*WHAT IS EXPECTED*. Nothing should be omitted: restate the full listing word for word.

*DATA EXCERPTS*.
——

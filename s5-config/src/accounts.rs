//! The optional accounts subsystem for server nodes.

use s5_config_types::{ConfigError, Prompt, Prompter, Section};
use tracing::debug;

use crate::collector::{collect, collect_list};

/// Scopes reachable without an account.
pub const DEFAULT_ALWAYS_ALLOWED_SCOPES: &str = "s5/subdomain/load,account/login,account/register,s5/registry/read,s5/metadata,s5/debug/storage_locations,s5/debug/download_urls,s5/blob/redirect";

/// The only answer that enables accounts.
const ENABLED: &str = "true";

#[derive(Debug, Clone, PartialEq, Eq)]
pub struct AccountsSettings {
    pub database_path: String,
    pub always_allowed_scopes: Vec<String>,
    /// Free text, written quoted.
    pub admin_api_enabled: String,
}

impl AccountsSettings {
    /// `[accounts]`, `[accounts.database]` and `[http.api.admin]`.
    pub fn sections(&self) -> Vec<Section> {
        vec![
            Section::new("accounts")
                .with_string("enabled", ENABLED)
                .with_array("alwaysAllowedScopes", self.always_allowed_scopes.iter().cloned()),
            Section::new("accounts.database").with_string("path", &self.database_path),
            Section::new("http.api.admin").with_string("enabled", &self.admin_api_enabled),
        ]
    }
}

/// Ask whether accounts are enabled and, if so, how.
///
/// Only the exact answer `true` enables accounts; `false`, `no` or anything
/// else disables them silently. Empty input takes the default, which is
/// `true`.
pub fn select_accounts<P: Prompter>(
    prompter: &mut P,
) -> Result<Option<AccountsSettings>, ConfigError> {
    let enabled = collect(
        prompter,
        &Prompt::boolean("accounts.enabled", "Are accounts enabled?", ENABLED),
    )?;
    if enabled != ENABLED {
        debug!(answer = %enabled, "accounts disabled");
        return Ok(None);
    }

    let database_path = collect(
        prompter,
        &Prompt::string(
            "accounts.database.path",
            "Enter the accounts database path",
            "data/accounts",
        ),
    )?;
    let always_allowed_scopes = collect_list(
        prompter,
        &Prompt::list(
            "accounts.alwaysAllowedScopes",
            "Enter the always allowed scopes",
            DEFAULT_ALWAYS_ALLOWED_SCOPES,
        ),
    )?;
    let admin_api_enabled = collect(
        prompter,
        &Prompt::boolean("http.api.admin.enabled", "Is the admin API enabled?", "false"),
    )?;

    Ok(Some(AccountsSettings {
        database_path,
        always_allowed_scopes,
        admin_api_enabled,
    }))
}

——

*THE COMPLETED TASK*.
filename s5-config/src/accounts.rs
//! The optional accounts subsystem for server nodes.

use s5_config_types::{ConfigError, Prompt, Prompter, Section};
use tracing::debug;

use crate::collector::{collect, collect_list};

/// Scopes reachable without an account.
pub const DEFAULT_ALWAYS_ALLOWED_SCOPES: &str = "s5/subdomain/load,account/login,account/register,s5/registry/read,s5/metadata,s5/debug/storage_locations,s5/debug/download_urls,s5/blob/redirect";

/// The only answer that enables accounts.
const ENABLED: &str = "true";

#[derive(Debug, Clone, PartialEq, Eq)]
pub struct AccountsSettings {
    pub database_path: String,
    pub always_allowed_scopes: Vec<String>,
    /// Free text, written quoted.
    pub admin_api_enabled: String,
}

impl AccountsSettings {
    /// `[accounts]`, `[accounts.database]` and `[http.api.admin]`.
    pub fn sections(&self) -> Vec<Section> {
        vec![
            Section::new("accounts")
                .with_string("enabled", ENABLED)
                .with_array("alwaysAllowedScopes", self.always_allowed_scopes.iter().cloned()),
            Section::new("accounts.database").with_string("path", &self.database_path),
            Section::new("http.api.admin").with_string("enabled", &self.admin_api_enabled),
        ]
    }
}

/// Ask whether accounts are enabled and, if so, how.
///
/// Only the exact answer `true` enables accounts; `false`, `no` or anything
/// else disables them silently. Empty input takes the default, which is
/// `true`.
pub fn select_accounts<P: Prompter>(
    prompter: &mut P,
) -> Result<Option<AccountsSettings>, ConfigError> {
    let enabled = collect(
        prompter,
        &Prompt::boolean("accounts.enabled", "Are accounts enabled?", ENABLED),
    )?;
    if enabled != ENABLED {
        debug!(answer = %enabled, "accounts disabled");
        return Ok(None);
    }

    let database_path = collect(
        prompter,
        &Prompt::string(
            "accounts.database.path",
            "Enter the accounts database path",
            "data/accounts",
        ),
    )?;
    let always_allowed_scopes = collect_list(
        prompter,
        &Prompt::list(
            "accounts.alwaysAllowedScopes",
            "Enter the always allowed scopes",
            DEFAULT_ALWAYS_ALLOWED_SCOPES,
        ),
    )?;
    let admin_api_enabled = collect(
        prompter,
        &Prompt::boolean("http.api.admin.enabled", "Is the admin API enabled?", "false"),
    )?;

    Ok(Some(AccountsSettings {
        database_path,
        always_allowed_scopes,
        admin_api_enabled,
    }))
}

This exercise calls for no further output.